WHAT THE EXERCISE ASKS ▸
Line by line, return the material below exactly as it reads.

THE INPUT ▸
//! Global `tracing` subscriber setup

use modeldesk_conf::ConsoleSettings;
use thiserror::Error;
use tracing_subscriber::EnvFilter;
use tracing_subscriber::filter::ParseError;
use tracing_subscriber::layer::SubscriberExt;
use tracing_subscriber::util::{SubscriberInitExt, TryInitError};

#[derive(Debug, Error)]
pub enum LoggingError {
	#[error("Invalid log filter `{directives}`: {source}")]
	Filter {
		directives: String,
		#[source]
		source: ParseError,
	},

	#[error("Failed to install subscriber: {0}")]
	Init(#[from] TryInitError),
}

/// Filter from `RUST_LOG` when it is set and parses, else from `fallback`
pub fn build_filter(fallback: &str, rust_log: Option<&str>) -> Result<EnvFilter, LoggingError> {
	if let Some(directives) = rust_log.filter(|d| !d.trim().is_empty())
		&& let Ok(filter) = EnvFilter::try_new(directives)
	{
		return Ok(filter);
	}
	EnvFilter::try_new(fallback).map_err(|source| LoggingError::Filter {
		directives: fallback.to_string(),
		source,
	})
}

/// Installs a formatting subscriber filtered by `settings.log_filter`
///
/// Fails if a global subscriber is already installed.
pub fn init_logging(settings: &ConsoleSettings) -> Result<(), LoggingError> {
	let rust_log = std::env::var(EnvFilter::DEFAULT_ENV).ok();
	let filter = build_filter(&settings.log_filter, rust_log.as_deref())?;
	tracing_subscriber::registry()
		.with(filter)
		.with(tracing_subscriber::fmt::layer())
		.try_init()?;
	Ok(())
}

THE COMPLETED TASK ▸
//! Global `tracing` subscriber setup

use modeldesk_conf::ConsoleSettings;
use thiserror::Error;
use tracing_subscriber::EnvFilter;
use tracing_subscriber::filter::ParseError;
use tracing_subscriber::layer::SubscriberExt;
use tracing_subscriber::util::{SubscriberInitExt, TryInitError};

#[derive(Debug, Error)]
pub enum LoggingError {
	#[error("Invalid log filter `{directives}`: {source}")]
	Filter {
		directives: String,
		#[source]
		source: ParseError,
	},

	#[error("Failed to install subscriber: {0}")]
	Init(#[from] TryInitError),
}

/// Filter from `RUST_LOG` when it is set and parses, else from `fallback`
pub fn build_filter(fallback: &str, rust_log: Option<&str>) -> Result<EnvFilter, LoggingError> {
	if let Some(directives) = rust_log.filter(|d| !d.trim().is_empty())
		&& let Ok(filter) = EnvFilter::try_new(directives)
	{
		return Ok(filter);
	}
	EnvFilter::try_new(fallback).map_err(|source| LoggingError::Filter {
		directives: fallback.to_string(),
		source,
	})
}

/// Installs a formatting subscriber filtered by `settings.log_filter`
///
/// Fails if a global subscriber is already installed.
pub fn init_logging(settings: &ConsoleSettings) -> Result<(), LoggingError> {
	let rust_log = std::env::var(EnvFilter::DEFAULT_ENV).ok();
	let filter = build_filter(&settings.log_filter, rust_log.as_deref())?;
	tracing_subscriber::registry()
		.with(filter)
		.with(tracing_subscriber::fmt::layer())
		.try_init()?;
	Ok(())
}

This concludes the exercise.